Agora, Edilson está de volta às aulas presenciais cursando o 5º ano, e diz que prefere estar na escola do que estudar em casa. “Era muito ruim de fazer, era difícil. A letra [do celular] era pequena”, lembra. “Eu gosto da escola porque a gente aprende a estudar, a ler, a gente faz mais atividades. Gosto de brincar, fazer desenho”, conta. “Eu falo para ele que aprender a ler e escrever vai servir para ele no futuro, que tem que ter uma vida melhor, estudar, ser alguma coisa na vida”, completa a mãe.


Nenhum a menos
A Escola Municipal Goiás está localizada na Comunidade do Coração, remanescente de quilombo e que fica em uma área que atende tanto estudantes da zona rural quanto urbana em Macapá. “Por conta disso, muitas crianças – pela distância ou por alguns motivos como desemprego dos pais, mudança de endereço, que é muito comum aqui – acabam deixando um pouco o espaço da escola. Mas a escola há muitos anos vem trabalhando na busca ativa desses estudantes”, diz a gestora da Escola Goiás, Valdirene Nunes.

Por conta disso, o resultado do baixo abandono escolar e o número de reprovações vêm se mantendo ao longo dos últimos anos. O coordenador Agnaldo conta que o início foi difícil, já que muitos professores não tinham o hábito de informar a frequência do estudante para a coordenação e direção da escola e, consequentemente, não existia um conhecimento sobre quem estava faltando e os motivos para não estar estudando.

“Mas, depois, isso se tornou uma rotina da escola e a gente percebe que as ações ocorrem de forma natural. Já é uma prática do professor informar quando a criança falta, e uma prática da coordenação intervir nessa situação com ligações e visita. Cuidar da frequência e da permanência do aluno, virou uma cultura da Escola Goiás”, explica Agnaldo.

A rotina agora não é apenas dos professores, mas também das famílias dos estudantes. A cada três faltas seguidas, a família é contatada para entender o motivo ou os responsáveis devem ir até a escola justificar a ausência sempre que os filhos não puderem comparecer à escola. Na sala da coordenação, pais, mães e responsáveis entram e saem com frequência para informar os motivos e ter certeza de que a escola está informada.
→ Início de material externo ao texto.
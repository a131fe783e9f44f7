//! POST /api/logout

use axum::Json;

use crate::session::middleware::SessionHandle;
use crate::types::SuccessResponse;

/// Destroy the session, and with it the CSRF token.
pub async fn logout(session: SessionHandle) -> Json<SuccessResponse> {
    session.destroy().await;
    tracing::info!("session destroyed on logout");
    Json(SuccessResponse { success: true })
}
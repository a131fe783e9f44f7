//! In-memory session backend.
//!
//! Uses `DashMap` for concurrent access without external locks. Expiry is
//! sliding: every successful load or save pushes the deadline out by
//! `idle_timeout` (default: 2 hours), so an active tab keeps its token.

use dashmap::DashMap;
use std::time::{Duration, Instant};

use super::{SessionBackend, SessionData};

/// Idle lifetime applied by [`InMemoryBackend::new`].
pub const DEFAULT_IDLE_TIMEOUT: Duration = Duration::from_secs(2 * 3600);

struct Entry {
    data: SessionData,
    last_seen: Instant,
}

/// In-memory session store.
///
/// Sessions are lost on restart and are not shared across processes.
pub struct InMemoryBackend {
    store: DashMap<String, Entry>,
    idle_timeout: Duration,
}

impl InMemoryBackend {
    pub fn new() -> Self {
        Self::with_idle_timeout(DEFAULT_IDLE_TIMEOUT)
    }

    pub fn with_idle_timeout(idle_timeout: Duration) -> Self {
        Self {
            store: DashMap::new(),
            idle_timeout,
        }
    }

    /// Number of sessions currently stored, expired ones included until purged.
    pub fn len(&self) -> usize {
        self.store.len()
    }

    pub fn is_empty(&self) -> bool {
        self.store.is_empty()
    }

    /// Drop every expired session. Returns how many were removed.
    pub fn purge_expired(&self) -> usize {
        let before = self.store.len();
        let timeout = self.idle_timeout;
        self.store.retain(|_, entry| entry.last_seen.elapsed() <= timeout);
        before.saturating_sub(self.store.len())
    }
}

impl Default for InMemoryBackend {
    fn default() -> Self {
        Self::new()
    }
}

impl SessionBackend for InMemoryBackend {
    async fn load(&self, session_id: &str) -> Option<SessionData> {
        let mut entry = self.store.get_mut(session_id)?;

        if entry.last_seen.elapsed() > self.idle_timeout {
            drop(entry);
            self.store.remove(session_id);
            return None;
        }

        entry.last_seen = Instant::now();
        Some(entry.data.clone())
    }

    async fn save(&self, session_id: &str, data: &SessionData) {
        self.store.insert(
            session_id.to_string(),
            Entry {
                data: data.clone(),
                last_seen: Instant::now(),
            },
        );
    }

    async fn delete(&self, session_id: &str) {
        self.store.remove(session_id);
    }
}
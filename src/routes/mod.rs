//! HTTP route handlers.

pub mod csrf_cookie;
pub mod debug;
pub mod echo;
pub mod health;
pub mod logout;
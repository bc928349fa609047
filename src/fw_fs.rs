//! UEFI Firmware Storage
//!
//! The hierarchical core: firmware volumes contain file systems, file systems contain
//! files, files contain sections, and sections may encapsulate further sections or whole
//! nested volumes. Layouts follow the UEFI Platform Initialization (PI) Specification
//! V1.8A Section 3, Firmware Storage Code Definitions.
//!
//! ## License
//!
//! Copyright (C) Microsoft Corporation. All rights reserved.
//!
//! SPDX-License-Identifier: BSD-2-Clause-Patent
//!

pub mod file;
pub mod filesystem;
pub mod guids;
pub mod nvar;
pub mod section;
pub mod volume;

/// Display name and dump extension for an FFS file type.
pub fn file_type_name(file_type: u8) -> (&'static str, &'static str) {
    match file_type {
        0x00 => ("unknown", "none"),
        0x01 => ("raw", "raw"),
        0x02 => ("freeform", "freeform"),
        0x03 => ("security core", "sec"),
        0x04 => ("pei core", "pei.core"),
        0x05 => ("dxe core", "dxe.core"),
        0x06 => ("pei module", "peim"),
        0x07 => ("driver", "dxe"),
        0x08 => ("combined pei module/driver", "peim.dxe"),
        0x09 => ("application", "app"),
        0x0a => ("system management", "smm"),
        0x0b => ("firmware volume image", "vol"),
        0x0c => ("combined smm/driver", "smm.dxe"),
        0x0d => ("smm core", "smm.core"),
        0xf0 => ("ffs padding", "pad"),
        _ => ("unknown", "unknown"),
    }
}

/// Display name and dump extension for an FFS section type.
pub fn section_type_name(section_type: u8) -> (&'static str, &'static str) {
    match section_type {
        0x01 => ("Compression", "compressed"),
        0x02 => ("Guid Defined", "guid"),
        0x03 => ("Disposable", "disposable"),
        0x10 => ("PE32 image", "pe"),
        0x11 => ("PE32+ PIC image", "pic.pe"),
        0x12 => ("Terse executable (TE)", "te"),
        0x13 => ("DXE dependency expression", "dxe.depex"),
        0x14 => ("Version section", "version"),
        0x15 => ("User interface name", "ui"),
        0x16 => ("IA-32 16-bit image", "ia32.16bit"),
        0x17 => ("Firmware volume image", "fv"),
        0x18 => ("Free-form GUID", "freeform.guid"),
        0x19 => ("Raw", "raw"),
        0x1b => ("PEI dependency expression", "pei.depex"),
        0x1c => ("SMM dependency expression", "smm.depex"),
        _ => ("unknown", "unknown.bin"),
    }
}

/// Decode the UTF-16LE string name used by UI and version sections.
///
/// Stops at the first NUL; rejects empty names and names with code units above 0x80, which
/// in practice indicate a mis-tagged section rather than a real name.
pub fn uefi_name(data: &[u8]) -> Option<String> {
    let mut units = Vec::new();
    for pair in data.chunks_exact(2) {
        let unit = u16::from_le_bytes([pair[0], pair[1]]);
        if unit == 0 {
            break;
        }
        if unit > 128 {
            return None;
        }
        units.push(unit);
    }
    if units.is_empty() {
        return None;
    }
    String::from_utf16(&units).ok()
}

#[cfg(test)]
mod unit_tests {
    use super::*;

    fn utf16le(s: &str) -> Vec<u8> {
        s.encode_utf16().flat_map(u16::to_le_bytes).collect()
    }

    #[test]
    fn uefi_name_stops_at_nul() {
        let mut bytes = utf16le("Setup");
        bytes.extend_from_slice(&[0, 0]);
        bytes.extend_from_slice(&utf16le("junk"));
        assert_eq!(uefi_name(&bytes).as_deref(), Some("Setup"));
    }

    #[test]
    fn uefi_name_rejects_non_ascii_and_empty() {
        assert_eq!(uefi_name(&utf16le("Café")), None);
        assert_eq!(uefi_name(&[0, 0]), None);
        assert_eq!(uefi_name(&[]), None);
    }

    #[test]
    fn type_tables_cover_known_values() {
        assert_eq!(file_type_name(0x07).0, "driver");
        assert_eq!(file_type_name(0xf0).1, "pad");
        assert_eq!(section_type_name(0x15).0, "User interface name");
        assert_eq!(section_type_name(0x42).1, "unknown.bin");
    }
}
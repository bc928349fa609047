//! Well-Known Firmware Storage GUIDs
//!
//! Immutable constants: the file-system GUIDs a firmware volume header may carry, the
//! guided-section GUIDs that select decompression or nesting behavior, and the freeform
//! label GUID. Stored as [`efi::Guid`] so comparisons work directly against on-disk bytes.
//!
//! ## License
//!
//! Copyright (C) Microsoft Corporation. All rights reserved.
//!
//! SPDX-License-Identifier: BSD-2-Clause-Patent
//!

use r_efi::efi;

pub use crate::guid::matches;

/// EFI_FIRMWARE_FILE_SYSTEM_GUID (FFSv1)
pub const EFI_FIRMWARE_FILE_SYSTEM1_GUID: efi::Guid =
    efi::Guid::from_fields(0x7a9354d9, 0x0468, 0x444a, 0x81, 0xce, &[0x0b, 0xf6, 0x17, 0xd8, 0x90, 0xdf]);

/// EFI_FIRMWARE_FILE_SYSTEM2_GUID
pub const EFI_FIRMWARE_FILE_SYSTEM2_GUID: efi::Guid =
    efi::Guid::from_fields(0x8c8ce578, 0x8a3d, 0x4f1c, 0x99, 0x35, &[0x89, 0x61, 0x85, 0xc3, 0x2d, 0xd3]);

/// EFI_FIRMWARE_FILE_SYSTEM3_GUID
pub const EFI_FIRMWARE_FILE_SYSTEM3_GUID: efi::Guid =
    efi::Guid::from_fields(0x5473c07a, 0x3dcb, 0x4dca, 0xbd, 0x6f, &[0x1e, 0x96, 0x89, 0xe7, 0x34, 0x9a]);

/// EVSA NVRAM volume
pub const EVSA_NVRAM_GUID: efi::Guid =
    efi::Guid::from_fields(0xfff12b8d, 0x7696, 0x4c8b, 0xa9, 0x85, &[0x27, 0x47, 0x07, 0x5b, 0x4f, 0x50]);

/// Alternate EVSA NVRAM volume GUID seen on some vendors
pub const EVSA2_NVRAM_GUID: efi::Guid =
    efi::Guid::from_fields(0x00504624, 0x8a59, 0x4eeb, 0xbd, 0x0f, &[0x6b, 0x36, 0xe9, 0x61, 0x28, 0xe0]);

/// NVAR variable store file name GUID
pub const NVAR_NVRAM_GUID: efi::Guid =
    efi::Guid::from_fields(0xcef5b9a3, 0x476d, 0x497f, 0x9f, 0xdc, &[0xe9, 0x81, 0x43, 0xe0, 0x42, 0x2c]);

/// Apple boot volume
pub const APPLE_BOOT_VOLUME_GUID: efi::Guid =
    efi::Guid::from_fields(0x04adeead, 0x61ff, 0x4d31, 0xb6, 0xba, &[0x64, 0xf8, 0xbf, 0x90, 0x1f, 0x5a]);

/// Guided section holding an LZMA stream
pub const LZMA_COMPRESSED_SECTION_GUID: efi::Guid =
    efi::Guid::from_fields(0xee4e5898, 0x3914, 0x4259, 0x9d, 0x6e, &[0xdc, 0x7b, 0xd7, 0x94, 0x03, 0xcf]);

/// Guided section holding a Tiano-compressed stream
pub const TIANO_COMPRESSED_SECTION_GUID: efi::Guid =
    efi::Guid::from_fields(0xa31280ad, 0x481e, 0x41b6, 0x95, 0xe8, &[0x12, 0x7f, 0x4c, 0x98, 0x47, 0x79]);

/// Guided section wrapping a firmware volume
pub const FIRMWARE_VOLUME_SECTION_GUID: efi::Guid =
    efi::Guid::from_fields(0x24400798, 0x3807, 0x4a42, 0xb4, 0x13, &[0xa1, 0xec, 0xee, 0x20, 0x5d, 0xd8]);

/// Guided section used as a plain container of further sections
pub const STATIC_CONTAINER_SECTION_GUID: efi::Guid =
    efi::Guid::from_fields(0xfc1bcdb0, 0x7d31, 0x49aa, 0x93, 0x6a, &[0xa4, 0x60, 0x0d, 0x9d, 0xd0, 0x83]);

/// Freeform-GUID section carrying a labeled character description
pub const CHAR_GUID: efi::Guid =
    efi::Guid::from_fields(0x059ef06e, 0xc652, 0x4a45, 0x9f, 0xbe, &[0x59, 0x75, 0xe3, 0x69, 0x46, 0x1c]);

/// The full set of file-system GUIDs a valid volume header may carry.
pub const KNOWN_VOLUME_GUIDS: &[efi::Guid] = &[
    EFI_FIRMWARE_FILE_SYSTEM1_GUID,
    EFI_FIRMWARE_FILE_SYSTEM2_GUID,
    EFI_FIRMWARE_FILE_SYSTEM3_GUID,
    EVSA_NVRAM_GUID,
    EVSA2_NVRAM_GUID,
    NVAR_NVRAM_GUID,
    APPLE_BOOT_VOLUME_GUID,
];

/// True when `raw` names one of the known volume file systems.
pub fn is_volume_guid(raw: &[u8; 16]) -> bool {
    KNOWN_VOLUME_GUIDS.iter().any(|guid| guid.as_bytes() == raw)
}

/// True when `raw` names a file system that contains FFS files.
pub fn is_ffs_guid(raw: &[u8; 16]) -> bool {
    [EFI_FIRMWARE_FILE_SYSTEM1_GUID, EFI_FIRMWARE_FILE_SYSTEM2_GUID, EFI_FIRMWARE_FILE_SYSTEM3_GUID]
        .iter()
        .any(|guid| guid.as_bytes() == raw)
}

#[cfg(test)]
mod unit_tests {
    use super::*;
    use crate::guid::guid_string;

    #[test]
    fn constants_render_as_expected_strings() {
        assert_eq!(guid_string(EFI_FIRMWARE_FILE_SYSTEM2_GUID.as_bytes()), "8c8ce578-8a3d-4f1c-9935-896185c32dd3");
        assert_eq!(guid_string(LZMA_COMPRESSED_SECTION_GUID.as_bytes()), "ee4e5898-3914-4259-9d6e-dc7bd79403cf");
        assert_eq!(guid_string(NVAR_NVRAM_GUID.as_bytes()), "cef5b9a3-476d-497f-9fdc-e98143e0422c");
    }

    #[test]
    fn ffs_guids_are_a_subset_of_volume_guids() {
        assert!(is_ffs_guid(EFI_FIRMWARE_FILE_SYSTEM3_GUID.as_bytes()));
        assert!(is_volume_guid(EVSA_NVRAM_GUID.as_bytes()));
        assert!(!is_ffs_guid(EVSA_NVRAM_GUID.as_bytes()));
        assert!(!is_volume_guid(&[0xa5; 16]));
    }
}
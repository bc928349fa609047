//! Firmware Files
//!
//! 24-byte header: name GUID, 16-bit checksum, type, attributes, 24-bit size (header
//! included), state. The state byte is stored inverted and displayed XOR 0xFF. Most file
//! types hold a section chain; raw files hide nested volumes or flash descriptors behind
//! vendor headers, and a file named with the NVAR GUID holds a variable store instead.
//!
//! ## License
//!
//! Copyright (C) Microsoft Corporation. All rights reserved.
//!
//! SPDX-License-Identifier: BSD-2-Clause-Patent
//!

use std::io::{self, Write};
use std::path::Path;

use crate::auto::AutoRaw;
use crate::error::Error;
use crate::flash::{FLASH_HEADER, FlashDescriptor};
use crate::fw_fs::file_type_name;
use crate::fw_fs::guids;
use crate::fw_fs::nvar::NvarStore;
use crate::fw_fs::section::Section;
use crate::fw_fs::volume::{FirmwareVolume, find_volumes};
use crate::guid::guid_string;
use crate::object::{FirmwareObject, ParseContext, RawObject, ts, write_file};
use crate::reader::{clamped, read_array, read_u8, read_u16, read_u24};

const HEADER_SIZE: usize = 0x18;

pub struct FirmwareFile {
    guid: [u8; 16],
    checksum: u16,
    file_type: u8,
    attributes: u8,
    size: u32,
    state: u8,
    data: Vec<u8>,
    sections: Vec<Section>,
    blobs: Vec<Box<dyn FirmwareObject>>,
}

impl FirmwareFile {
    pub fn new(data: &[u8]) -> Result<FirmwareFile, Error> {
        Error::check_len(data, HEADER_SIZE)?;
        let size = read_u24(data, 20)?;
        Ok(FirmwareFile {
            guid: read_array(data, 0)?,
            checksum: read_u16(data, 16)?,
            file_type: read_u8(data, 18)?,
            attributes: read_u8(data, 19)?,
            size,
            state: read_u8(data, 23)?,
            data: clamped(data, 0, size as usize).to_vec(),
            sections: Vec::new(),
            blobs: Vec::new(),
        })
    }

    /// Declared file size, header included.
    pub fn file_size(&self) -> u32 {
        self.size
    }

    pub fn file_type(&self) -> u8 {
        self.file_type
    }

    pub fn file_guid(&self) -> [u8; 16] {
        self.guid
    }

    pub fn sections(&self) -> &[Section] {
        &self.sections
    }

    pub fn sections_mut(&mut self) -> &mut [Section] {
        &mut self.sections
    }

    fn body(&self) -> &[u8] {
        clamped(&self.data, HEADER_SIZE, self.data.len())
    }

    /// Replace the owned bytes and re-parse.
    pub fn regen(&mut self, data: Vec<u8>, ctx: &ParseContext) -> Result<bool, Error> {
        *self = FirmwareFile::new(&data)?;
        Ok(self.process(ctx))
    }

    /// Raw files hide other structures: a nested volume, a flash descriptor behind a
    /// 16-byte vendor header, or arbitrarily placed volumes among opaque spans.
    fn find_objects(&mut self, ctx: &ParseContext) -> bool {
        let body = self.body().to_vec();

        if let Ok(mut volume) = FirmwareVolume::new(&body, guid_string(&self.guid)) {
            let status = volume.process(ctx);
            self.blobs.push(Box::new(volume));
            return status;
        }

        if body.len() >= 0x14 && body[0x10..0x14] == FLASH_HEADER {
            if let Ok(mut flash) = FlashDescriptor::new(&body) {
                let status = flash.process(ctx);
                self.blobs.push(Box::new(flash));
                return status;
            }
        }

        self.blobs.extend(find_volumes(&body, ctx));
        true
    }
}

impl FirmwareObject for FirmwareFile {
    fn process(&mut self, ctx: &ParseContext) -> bool {
        self.sections.clear();
        self.blobs.clear();

        // padding files carry no sections
        if self.file_type == 0xF0 {
            return true;
        }

        if guids::matches(&self.guid, &guids::NVAR_NVRAM_GUID) {
            let body = self.body().to_vec();
            return match NvarStore::new(&body) {
                Ok(mut store) => {
                    let status = store.process(ctx);
                    let consumed = store.byte_len();
                    self.blobs.push(Box::new(store));
                    if consumed < body.len() {
                        self.blobs.push(Box::new(RawObject::new(&body[consumed..])));
                    }
                    status
                }
                Err(_) => {
                    let mut auto = AutoRaw::new(self.body().to_vec());
                    auto.process(ctx);
                    self.blobs.push(Box::new(auto));
                    true
                }
            };
        }

        if self.file_type == 0x01 {
            return self.find_objects(ctx);
        }

        if self.file_type == 0x00 {
            let mut auto = AutoRaw::new(self.body().to_vec());
            auto.process(ctx);
            self.blobs.push(Box::new(auto));
            return true;
        }

        let body = self.body().to_vec();
        let mut status = true;
        let mut offset = 0usize;
        while offset + 4 <= body.len() {
            let mut section = match Section::new(&body[offset..], self.guid) {
                Ok(section) => section,
                Err(err) => {
                    log::warn!("invalid section header in file {}: {err}", guid_string(&self.guid));
                    return false;
                }
            };
            if section.declared_size() == 0 {
                log::warn!("zero-sized section in file {}", guid_string(&self.guid));
                return false;
            }
            status &= section.process(ctx);
            offset += ((section.declared_size() as usize) + 3) & !3;
            self.sections.push(section);
        }
        status
    }

    fn build(&self, generate_checksum: bool) -> Vec<u8> {
        let mut body = Vec::new();
        for (index, section) in self.sections.iter().enumerate() {
            let built = section.build(generate_checksum);
            let built_len = built.len();
            body.extend(built);
            if index + 1 < self.sections.len() {
                let aligned = (built_len + 3) & !3;
                body.extend(std::iter::repeat_n(0x00u8, aligned - built_len));
            }
        }
        for blob in &self.blobs {
            body.extend(blob.build(generate_checksum));
        }
        if self.sections.is_empty() && self.blobs.is_empty() {
            body = self.body().to_vec();
        }

        let mut size = self.size as usize;
        let declared_body = size.saturating_sub(HEADER_SIZE);
        if body.len() < declared_body {
            body.resize(declared_body, 0x00);
        } else if body.len() > declared_body {
            size = body.len() + HEADER_SIZE;
            log::warn!(
                "file {} grew by {} bytes on rebuild",
                guid_string(&self.guid),
                body.len() - declared_body
            );
        }

        let mut out = Vec::with_capacity(HEADER_SIZE + body.len());
        out.extend_from_slice(&self.guid);
        out.extend_from_slice(&self.checksum.to_le_bytes());
        out.push(self.file_type);
        out.push(self.attributes);
        out.extend_from_slice(&(size as u32).to_le_bytes()[..3]);
        out.push(self.state);
        out.extend(body);
        out
    }

    fn byte_len(&self) -> usize {
        self.data.len()
    }

    fn type_name(&self) -> &'static str {
        "FirmwareFile"
    }

    fn objects(&self) -> Vec<&dyn FirmwareObject> {
        let mut children: Vec<&dyn FirmwareObject> =
            self.sections.iter().map(|s| s as &dyn FirmwareObject).collect();
        children.extend(self.blobs.iter().map(|b| b.as_ref() as &dyn FirmwareObject));
        children
    }

    fn guid(&self) -> Option<[u8; 16]> {
        Some(self.guid)
    }

    fn attrs(&self) -> Vec<(&'static str, String)> {
        vec![
            ("size", format!("{:#x}", self.size)),
            ("type", format!("{:#04x}", self.file_type)),
            ("attributes", format!("{:#04x}", self.attributes)),
            ("state", format!("{:#04x}", self.state ^ 0xFF)),
            ("type_name", file_type_name(self.file_type).0.to_string()),
        ]
    }

    fn content(&self) -> &[u8] {
        &self.data
    }

    fn show(&self, out: &mut dyn Write, indent: usize, index: Option<usize>) -> io::Result<()> {
        writeln!(
            out,
            "{}File {}: {} type {:#04x}, attr {:#04x}, state {:#04x}, size {:#x} ({} bytes), ({})",
            ts(indent),
            index.unwrap_or(0),
            guid_string(&self.guid),
            self.file_type,
            self.attributes,
            self.state ^ 0xFF,
            self.size,
            self.size,
            file_type_name(self.file_type).0
        )?;
        for (child_index, blob) in self.blobs.iter().enumerate() {
            blob.show(out, indent + 1, Some(child_index))?;
        }
        for (child_index, section) in self.sections.iter().enumerate() {
            section.show(out, indent + 1, Some(child_index))?;
        }
        Ok(())
    }

    fn dump(&self, dir: &Path, _index: usize) {
        let parent = dir.join(format!("file-{}", guid_string(&self.guid)));
        write_file(&parent.join("file.obj"), &self.data);
        for (index, blob) in self.blobs.iter().enumerate() {
            blob.dump(&parent, index);
        }
        for (index, section) in self.sections.iter().enumerate() {
            section.dump(&parent, index);
        }
    }
}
Com a chegada da pandemia, o projeto continuou funcionando, mas com dificuldade. “Mesmo assim a gente não desistiu de nenhuma criança”, diz Agnaldo. Sem a sala de aula e com o acesso precário de muitos estudantes à internet, a escola continuou a usar os recursos que podia, incluindo ligações e visitas domiciliares aos estudantes que não estavam realizando as atividades remotas.

“Tivemos muita dificuldade, porque as pessoas estavam com muito medo do contágio, do vírus. Então, para chegarmos perto de uma pessoa, mesmo só pra entregar o material, as famílias tiveram um impacto de recusa mesmo”, lembra a gestora Valdirene. A solução encontrada pela escola foi amarrar as tarefas no portão e pedir para que os pais, mães ou responsáveis fossem buscá-las, sem precisar de contato. Com as atividades feitas, voltavam a amarrar no portão para que os professores pudessem corrigi-las.

Agora, a escola tem trabalhado na recuperação da aprendizagem dos estudantes, que ficaram quase dois anos sem aulas presenciais, garantindo que todos tenham voltado para a escola e estejam realizando as atividades. “Eu espero também que outras escolas possam fazer um projeto ou ações do tipo, e resolvam o problema principalmente da evasão escolar, que garanta o direito da criança de ter acesso e permanência na escola. E isso não é difícil, a gente percebe que são ações simples”, conclui Agnaldo.